10. tentang luka

55 6 0
                                    

"Jangan panggil gue dengan nama itu.” Chaya sampai menggertakkan gigi saking geramnya dengan Jay.

“Gue tau ini terlambat, tapi gue minta maaf, Ra.” Ucap Jay tulus. “Gue tau maaf gue ga bisa mengubah fakta masa lalu, atau dosa gue ke lo yang bakal gue bawa sampai mati  ga akan terlupakan begitu aja. Tapi, lo ga usah maafin gue, Ra. Tapi, maafin diri lo sendiri. Gue harap kita bisa mengubah hubungan kita masa kini dan masa depan. Gue tau, gue manusia paling sampah di bumi ini dengan ngomong ngajak lo ikhlasin semuanya setelah semua yang lo lewati, berat banget ya, Ra?”

Chaya diam saja membiarkan Jay satu-satunya yang berbicara, ia fokus untuk menguatkan diri agar serangan paniknya tidak menguasainya.

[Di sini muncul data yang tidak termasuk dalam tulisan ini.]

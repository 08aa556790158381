use super::*;
use crate::executors::scripted::ScriptedExecutor;

const MEMINFO: &str = "MemTotal:        8388608 kB
MemFree:         2097152 kB
MemAvailable:    4194304 kB
Buffers:          524288 kB
Cached:          1048576 kB
SwapCached:            0 kB
SwapTotal:       2097152 kB
SwapFree:        1048576 kB
";

#[test]
pub fn parses_meminfo() {
    let sample = MemorySample::parse(MEMINFO, Utc::now()).unwrap();

    assert_eq!(sample.total, 8192.0);
    assert_eq!(sample.free, 2048.0);
    assert_eq!(sample.buffers, 512.0);
    // SwapCached must not be mistaken for Cached
    assert_eq!(sample.cached, 1024.0);
    assert_eq!(sample.used, 8192.0 - 2048.0 - 512.0 - 1024.0);
    assert_eq!(sample.swap_used, 1024.0);
}

#[test]
pub fn missing_field_is_an_error() {
    let result = MemorySample::parse("MemTotal: 10 kB\n", Utc::now());

    assert!(matches!(result, Err(MonitorError::MissingField("MemFree"))));
}

#[test]
pub fn token_wakes_early_on_cancel() {
    let token = CancellationToken::new();
    assert!(!token.wait(Duration::from_millis(10)));

    let waiter = {
        let token = token.clone();
        thread::spawn(move || token.wait(Duration::from_secs(60)))
    };
    token.cancel();

    assert!(waiter.join().unwrap());
    assert!(token.is_cancelled());
}

#[test]
pub fn unbounded_wait_ends_on_cancel() {
    let token = CancellationToken::new();
    let waiter = {
        let token = token.clone();
        thread::spawn(move || token.wait(Duration::from_secs(u64::MAX)))
    };
    thread::sleep(Duration::from_millis(10));
    token.cancel();

    assert!(waiter.join().unwrap());
}

#[test]
pub fn huge_interval_monitor_stops_cleanly() {
    let dir = tempfile::tempdir().unwrap();
    let path = dir.path().join("memory.csv");
    let executor = Arc::new(ScriptedExecutor::new());
    executor.respond("cat /proc/meminfo", 0, MEMINFO);

    let monitor =
        MemoryMonitor::start(executor, Duration::from_secs(u64::MAX), &path).unwrap();
    thread::sleep(Duration::from_millis(20));

    assert!(monitor.stop().is_ok());
}

#[test]
pub fn monitor_polls_until_stopped() {
    let dir = tempfile::tempdir().unwrap();
    let path = dir.path().join("workload/idle-memory.csv");
    let executor = Arc::new(ScriptedExecutor::new());
    executor.respond("cat /proc/meminfo", 0, MEMINFO);

    let monitor = MemoryMonitor::start(executor.clone(), Duration::from_millis(5), &path).unwrap();
    while monitor.samples().len() < 3 {
        thread::sleep(Duration::from_millis(5));
    }
    let report = monitor.stop().unwrap();

    assert!(report.samples.len() >= 3);
    assert_eq!(report.used.count(), report.samples.len());
    match report.used {
        Summary::Computed(stats) => assert_eq!(stats.average, 4608.0),
        Summary::Empty => panic!("expected used memory statistics"),
    }

    let csv = fs::read_to_string(&path).unwrap();
    let mut lines = csv.lines();
    assert_eq!(lines.next(), Some(MONITOR_HEADER.join(",").as_str()));
    assert_eq!(lines.count(), report.samples.len());
    assert!(executor
        .commands()
        .iter()
        .all(|command| command == "cat /proc/meminfo"));
}

#[test]
pub fn failed_polls_are_skipped() {
    let dir = tempfile::tempdir().unwrap();
    let path = dir.path().join("memory.csv");
    let executor = Arc::new(ScriptedExecutor::new());
    executor.respond("cat /proc/meminfo", 1, "");

    let monitor = MemoryMonitor::start(executor.clone(), Duration::from_millis(5), &path).unwrap();
    while executor.commands().len() < 2 {
        thread::sleep(Duration::from_millis(5));
    }
    let report = monitor.stop().unwrap();

    assert!(report.samples.is_empty());
    assert_eq!(report.used, Summary::Empty);
}
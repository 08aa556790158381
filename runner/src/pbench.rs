use crate::{
    config::PbenchConfig,
    executors::{RemoteError, RemoteExecutor},
};
use std::{
    collections::BTreeMap,
    fs, io,
    path::{Path, PathBuf},
    thread,
    time::Duration,
};
use thiserror::Error;
use tracing::{debug, info, instrument, warn};

pub const RESULTS_FILE: &str = "benchmark_results";
pub const VERSION_FILE: &str = "appliance_version";
const COMMAND_TIMEOUT: Duration = Duration::from_secs(15 * 60);

#[derive(Error, Debug)]
pub enum CollectionError {
    #[error(transparent)]
    Remote(#[from] RemoteError),
    #[error("Failed to stage {path} for upload")]
    Staging { path: PathBuf, source: io::Error },
}

#[derive(Debug, Clone, Copy, PartialEq, Eq)]
pub enum CollectionState {
    Idle,
    Collecting,
}

/// Brackets benchmark iterations with pbench tool collection on the appliance.
///
/// A disabled collection turns every call into a logged no-op so callers never
/// have to check the flag themselves.
#[derive(Debug)]
pub struct ToolCollection {
    config: PbenchConfig,
    version: String,
    staging_dir: PathBuf,
    states: BTreeMap<String, CollectionState>,
}

impl ToolCollection {
    /// `staging_dir` holds the files uploaded next to the tool data
    pub fn new(
        config: PbenchConfig,
        version: impl Into<String>,
        staging_dir: impl AsRef<Path>,
    ) -> Self {
        Self {
            config,
            version: version.into(),
            staging_dir: staging_dir.as_ref().to_path_buf(),
            states: BTreeMap::new(),
        }
    }

    pub fn state(&self, run: &str, iteration: &str) -> CollectionState {
        self.states
            .get(&Self::key(run, &iteration_id(iteration)))
            .copied()
            .unwrap_or(CollectionState::Idle)
    }

    fn key(run: &str, iteration: &str) -> String {
        format!("{run}/{iteration}")
    }

    fn result_dir(&self, run: &str, iteration: &str) -> String {
        format!("{}/{run}/{iteration}", self.config.agent_dir)
    }

    fn settle(&self) {
        debug!("pbench sleeping: {}", self.config.settle_time);
        thread::sleep(Duration::from_secs(self.config.settle_time));
    }

    /// run a step whose failure is tolerated, pbench tools exit non zero when
    /// there is nothing to clear or kill
    fn step(&self, executor: &impl RemoteExecutor, command: &str) -> Result<(), RemoteError> {
        let output = executor.run(command, Some(COMMAND_TIMEOUT))?;

        if !output.success() {
            warn!(status = output.status, "`{command}` failed: {}", output.output.trim());
        }

        Ok(())
    }

    #[instrument(skip_all, level = "info")]
    fn install(&self, executor: &impl RemoteExecutor) -> Result<(), RemoteError> {
        info!("Installing pbench.");

        let Some(ref install) = self.config.install else {
            warn!("pbench is not installed and pbench.install is not configured");
            return Ok(());
        };

        for (name, url) in install.repos.iter() {
            executor.run_checked(
                &format!("wget -O /etc/yum.repos.d/{name}.repo {url}"),
                Some(COMMAND_TIMEOUT),
            )?;
        }
        executor.run_checked(
            &format!("yum install -y --nogpgcheck {}", install.package),
            Some(COMMAND_TIMEOUT),
        )?;

        // smaller /var volumes, keep the tool data somewhere bigger
        if let Some(ref target) = install.relocate_to {
            let agent_dir = &self.config.agent_dir;

            for command in [
                format!("mkdir -p {target}"),
                format!("mv {agent_dir}/* {target}"),
                format!("rm -rf {agent_dir}"),
                format!("ln -s {target} {agent_dir}"),
            ] {
                executor.run_checked(&command, Some(COMMAND_TIMEOUT))?;
            }
        }

        Ok(())
    }

    /// Install pbench if needed, register the tools and start collecting
    pub fn start(
        &mut self,
        executor: &impl RemoteExecutor,
        run: &str,
        iteration: &str,
    ) -> Result<(), CollectionError> {
        if self.config.disable {
            debug!("pbench start-tools skipped due to pbench.disable set to true.");
            return Ok(());
        }

        let iteration = iteration_id(iteration);
        let probe = executor.run(
            &format!("test -e {}/VERSION", self.config.install_dir),
            Some(COMMAND_TIMEOUT),
        )?;
        if probe.success() {
            debug!("pbench already installed.");
        } else {
            self.install(executor)?;
        }

        info!("Starting pbench");
        self.step(executor, "clear-tools; kill-tools")?;
        for tool in self.config.tools.iter() {
            self.step(
                executor,
                &format!(
                    "register-tool --name={tool} -- --interval={}",
                    self.config.tool_interval
                ),
            )?;
        }

        let directory = self.result_dir(run, &iteration);
        executor.run_checked(&format!("mkdir -p {directory}"), Some(COMMAND_TIMEOUT))?;
        executor.run_checked(
            &format!("start-tools --dir={directory} --iteration={iteration}"),
            Some(COMMAND_TIMEOUT),
        )?;
        self.states
            .insert(Self::key(run, &iteration), CollectionState::Collecting);

        self.settle();

        Ok(())
    }

    /// Stop collecting and store `results` plus the appliance version next to
    /// the tool data
    pub fn stop(
        &mut self,
        executor: &impl RemoteExecutor,
        run: &str,
        iteration: &str,
        results: &str,
    ) -> Result<(), CollectionError> {
        if self.config.disable {
            debug!("pbench stop-tools skipped due to pbench.disable set to true.");
            return Ok(());
        }

        let iteration = iteration_id(iteration);
        let key = Self::key(run, &iteration);
        if self.states.insert(key, CollectionState::Idle) != Some(CollectionState::Collecting) {
            warn!("Stopping pbench for {run}/{iteration} which was never started");
        }

        self.settle();

        info!("Stopping pbench.");
        let directory = self.result_dir(run, &iteration);
        self.step(
            executor,
            &format!("stop-tools --dir={directory} --iteration={iteration}"),
        )?;

        info!("Adding Results to pbench directory tree");
        let results_path = self.stage(RESULTS_FILE, results)?;
        let version_path = self.stage(VERSION_FILE, &self.version)?;
        let remote_dir = format!("{directory}/");
        let uploaded = executor
            .put_file(&results_path, &remote_dir)
            .and_then(|_| executor.put_file(&version_path, &remote_dir));

        if let Err(error) = fs::remove_file(&results_path) {
            warn!(error = ?error, "Failed to remove {}", results_path.display());
        }
        uploaded?;

        info!("Post processing pbench.");
        self.step(
            executor,
            &format!("postprocess-tools --dir={directory} --iteration={iteration}"),
        )?;

        Ok(())
    }

    /// Hand all collected results over to the pbench server, may take a while
    pub fn move_results(&self, executor: &impl RemoteExecutor) -> Result<(), CollectionError> {
        if self.config.disable {
            debug!("pbench move-results skipped due to pbench.disable set to true.");
            return Ok(());
        }

        info!("Moving pbench results.");
        executor.run_checked("move-results", None)?;

        Ok(())
    }

    fn stage(&self, name: &str, contents: &str) -> Result<PathBuf, CollectionError> {
        let path = self.staging_dir.join(name);
        let staging = |source| CollectionError::Staging {
            path: path.clone(),
            source,
        };

        fs::create_dir_all(&self.staging_dir).map_err(staging)?;
        fs::write(&path, contents).map_err(staging)?;

        Ok(path)
    }
}

/// pbench iteration names cannot contain spaces
pub fn iteration_id(iteration: &str) -> String {
    iteration.replace(' ', "_")
}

“Setelah kejadian itu dan lo menghilang tanpa jejak, gue selalu berusaha cari lo dimana pun. Gue terlalu muda dan bodoh waktu itu, Ra. Tentu itu bukan alasan, gue ga tau gimana bisa komunikasi sama lo, sampai beberapa waktu lalu Hira manggil lo ke sekre. Pantas aja gue ga ngenalin lo lagi karena lo udah berubah. Lo ganti nama panggilan, rambut lo dulu yang selalu panjang sekarang udah pendek, dan lo dulu yang punya aura ceria dan selalu positif berubah jadi gelap gini, semua itu karena gue kan, Ra? Gue sadar dampak traumatis yang lo alamin dari insiden itu sangat parah, karena gue dengar Jake pas nonjok Hira gara-gara lo katanya hampir sekarat karena serangan panik, padahal yang pantas ditonjok bahkan dibunuh Jake itu gue, lo bukan serangan panik gara-gara digangguin Hira, tapi karena lo liat gue disitu. Neraka aja ga cukup buat gue, Ra.”

Jay benar-benar sudah tidak tau harus bagaimana lagi menebus dosanya, jika harus memberikan nyawanya tapi seseorang bisa menghapus ingatan buruk Chaya dan mengembalikan lagi hidupnya yang indah, Jay rela.

“Sampai sekarang gue masih tetap self harm, kalau ingat lo, Ra. Tapi, gue ga mau mati, gue masih mau nyiksa diri gue untuk tetap hidup, untuk mimpi buruk tiap malam, membenci diri sendiri, dan nggak akan pernah ngerasa cukup seumur hidup.” Chaya memberanikan diri melirik Jay yang menatap lurus ke depan. Jay serius dengan perkataannya.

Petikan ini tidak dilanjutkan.